Comparing all three camera files at the same ISO I saw pretty much the same amount of noise. The nice thing is that all three cameras have "nice" noise. Small, black grains. No big, out of control color splotches. The Panasonic was the least noisy of the three. The Olympus had the highest appearance of sharpness and over all quality of the three and the Nikon.....well, since the files are bigger when you compare all the files at a 16 megapixel size it does have the appearance of slightly smaller noise artifacts. Nothing exemplary to write home about. I shot raw on all three and developed them side by side in Lightroom. No big variances. 

How was the play? It was one of the best performances of live theater I've ever seen. Mel and Jill (the King and Anna) were just flat out amazing. The cast of children was delightful. The stage sets were magnificent. The music (directed by Alan Robertson) was perfect and the choreography was tighter than a moon landing. 

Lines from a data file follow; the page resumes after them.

//! Cassandra / ScyllaDB session wrapper
//!
//! Opens one authenticated session whose default execution profile carries
//! the configured consistency level and request timeout. Driver errors are
//! returned to the caller as they are; the only check done here is the
//! consistency level name.

use crate::config::CassandraConfig;
use crate::contract::{ConsistencyLevel, Record};
use crate::domain::validation;
use scylla::batch::{Batch, BatchType};
use scylla::cql_to_rust::{FromRow, FromRowError};
use scylla::query::Query;
use scylla::serialize::batch::BatchValues;
use scylla::serialize::row::SerializeRow;
use scylla::statement::Consistency;
use scylla::transport::errors::{NewSessionError, QueryError};
use scylla::{ExecutionProfile, QueryResult, Session, SessionBuilder};
use std::time::Duration;

use super::mapper;

/// Error type for Cassandra operations
#[derive(Debug, thiserror::Error)]
pub enum CassandraError {
    #[error("invalid consistency level passed to Cassandra: {0}")]
    InvalidConsistencyLevel(String),

    #[error("no Cassandra contact points configured")]
    NoContactPoints,

    #[error("Failed to open Cassandra session: {0}")]
    Connect(#[from] NewSessionError),

    #[error("CQL request failed: {0}")]
    Query(#[from] QueryError),

    #[error("Failed to decode row: {0}")]
    Decode(#[from] FromRowError),
}

/// Thin wrapper around one Cassandra session
pub struct CassandraConnect {
    session: Session,
    keyspace: String,
    consistency: ConsistencyLevel,
    timeout: Duration,
}

impl std::fmt::Debug for CassandraConnect {
    fn fmt(&self, f: &mut std::fmt::Formatter<'_>) -> std::fmt::Result {
        f.debug_struct("CassandraConnect")
            .field("keyspace", &self.keyspace)
            .field("consistency", &self.consistency)
            .field("timeout", &self.timeout)
            .finish_non_exhaustive()
    }
}

impl CassandraConnect {
    /// Validate the settings and open the session
    pub async fn connect(config: &CassandraConfig) -> Result<Self, CassandraError> {
        let consistency: ConsistencyLevel = config
            .consistency_level
            .parse()
            .map_err(|_| CassandraError::InvalidConsistencyLevel(config.consistency_level.clone()))?;

        if config.hosts.is_empty() {
            return Err(CassandraError::NoContactPoints);
        }

        let nodes: Vec<String> = config
            .hosts
            .iter()
            .map(|host| validation::contact_point(host, config.port))
            .collect();

        let profile = ExecutionProfile::builder()
            .consistency(driver_consistency(consistency))
            .request_timeout(Some(config.timeout))
            .build();

        tracing::info!(
            nodes = ?nodes,
            keyspace = %config.keyspace,
            consistency = %consistency,
            "Connecting to Cassandra"
        );

        let session = SessionBuilder::new()
            .known_nodes(&nodes)
            .user(config.user.as_str(), config.password.as_str())
            .default_execution_profile_handle(profile.into_handle())
            .use_keyspace(config.keyspace.as_str(), false)
            .build()
            .await?;

        Ok(Self {
            session,
            keyspace: config.keyspace.clone(),
            consistency,
            timeout: config.timeout,
        })
    }

    /// Run a statement; `true` when the result carries at least one row
    pub async fn statement(
        &self,
        cql: impl Into<Query>,
        values: impl SerializeRow,
    ) -> Result<bool, CassandraError> {
        let result = self.query(cql, values).await?;
        Ok(has_rows(&result))
    }

    /// Run a batch built with [`get_batch`](Self::get_batch)
    pub async fn execute_batch(
        &self,
        batch: &Batch,
        values: impl BatchValues,
    ) -> Result<bool, CassandraError> {
        tracing::debug!("Executing CQL batch");
        let result = self.session.batch(batch, values).await?;
        Ok(has_rows(&result))
    }

    /// Empty logged batch at the session's consistency level
    pub fn get_batch(&self) -> Batch {
        let mut batch = Batch::new(BatchType::Logged);
        batch.set_consistency(driver_consistency(self.consistency));
        batch
    }

    /// First row, or `None` when the result has no rows
    pub async fn get(
        &self,
        cql: impl Into<Query>,
        values: impl SerializeRow,
    ) -> Result<Option<Record>, CassandraError> {
        let result = self.query(cql, values).await?;
        Ok(into_records(result).into_iter().next())
    }

    /// Every row of the result
    pub async fn select(
        &self,
        cql: impl Into<Query>,
        values: impl SerializeRow,
    ) -> Result<Vec<Record>, CassandraError> {
        let result = self.query(cql, values).await?;
        Ok(into_records(result))
    }

    /// First row decoded into `T`
    pub async fn get_as<T: FromRow>(
        &self,
        cql: impl Into<Query>,
        values: impl SerializeRow,
    ) -> Result<Option<T>, CassandraError> {
        let result = self.query(cql, values).await?;
        let first = result.rows.and_then(|rows| rows.into_iter().next());
        Ok(first.map(|row| row.into_typed::<T>()).transpose()?)
    }

    /// Every row decoded into `T`
    pub async fn select_as<T: FromRow>(
        &self,
        cql: impl Into<Query>,
        values: impl SerializeRow,
    ) -> Result<Vec<T>, CassandraError> {
        let result = self.query(cql, values).await?;
        Ok(result
            .rows
            .unwrap_or_default()
            .into_iter()
            .map(|row| row.into_typed::<T>())
            .collect::<Result<Vec<_>, _>>()?)
    }

    /// `USE` another keyspace for every following request
    pub async fn switch_keyspace(&mut self, keyspace: &str) -> Result<(), CassandraError> {
        self.session.use_keyspace(keyspace, false).await?;
        tracing::info!(from = %self.keyspace, to = %keyspace, "Switched Cassandra keyspace");
        self.keyspace = keyspace.to_string();
        Ok(())
    }

    pub fn keyspace(&self) -> &str {
        &self.keyspace
    }

    pub fn consistency(&self) -> ConsistencyLevel {
        self.consistency
    }

    pub fn timeout(&self) -> Duration {
        self.timeout
    }

    /// Raw driver session
    pub fn session(&self) -> &Session {
        &self.session
    }

    /// Shut the session down
    pub fn close(self) {
        tracing::info!(keyspace = %self.keyspace, "Closing Cassandra session");
        drop(self.session);
    }

    async fn query(
        &self,
        cql: impl Into<Query>,
        values: impl SerializeRow,
    ) -> Result<QueryResult, CassandraError> {
        let query: Query = cql.into();
        tracing::debug!(cql = %query.contents, "Executing CQL");
        Ok(self.session.query(query, values).await?)
    }
}

/// Driver value for a consistency level
pub fn driver_consistency(level: ConsistencyLevel) -> Consistency {
    match level {
        ConsistencyLevel::Any => Consistency::Any,
        ConsistencyLevel::One => Consistency::One,
        ConsistencyLevel::Two => Consistency::Two,
        ConsistencyLevel::Three => Consistency::Three,
        ConsistencyLevel::Quorum => Consistency::Quorum,
        ConsistencyLevel::All => Consistency::All,
        ConsistencyLevel::LocalQuorum => Consistency::LocalQuorum,
        ConsistencyLevel::EachQuorum => Consistency::EachQuorum,
        ConsistencyLevel::Serial => Consistency::Serial,
        ConsistencyLevel::LocalSerial => Consistency::LocalSerial,
        ConsistencyLevel::LocalOne => Consistency::LocalOne,
    }
}

fn has_rows(result: &QueryResult) -> bool {
    result.rows.as_ref().is_some_and(|rows| !rows.is_empty())
}

fn into_records(mut result: QueryResult) -> Vec<Record> {
    let rows = result.rows.take().unwrap_or_default();
    let specs = &result.col_specs;
    rows.into_iter()
        .map(|row| mapper::record_from_cql_row(specs, row))
        .collect()
}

If you have a spouse, significant other or friend who says they "hate" live theater, this play, done by Zach Theatre, will convert them to big time fans in one pleasant evening. It's like curing vegetarianism with bacon. 

I'm shooting another performance in the next week or so to capture images of the backup group of children who are in the play. I wouldn't call them understudies as I think they cycle the two groups so no one misses too much school or homework. At any rate, when I come back I'm coming with the two EM-5s and the two Panasonic X zooms. The files impressed me that much in this application. 
Smells like that EM-1 is getting closer and closer.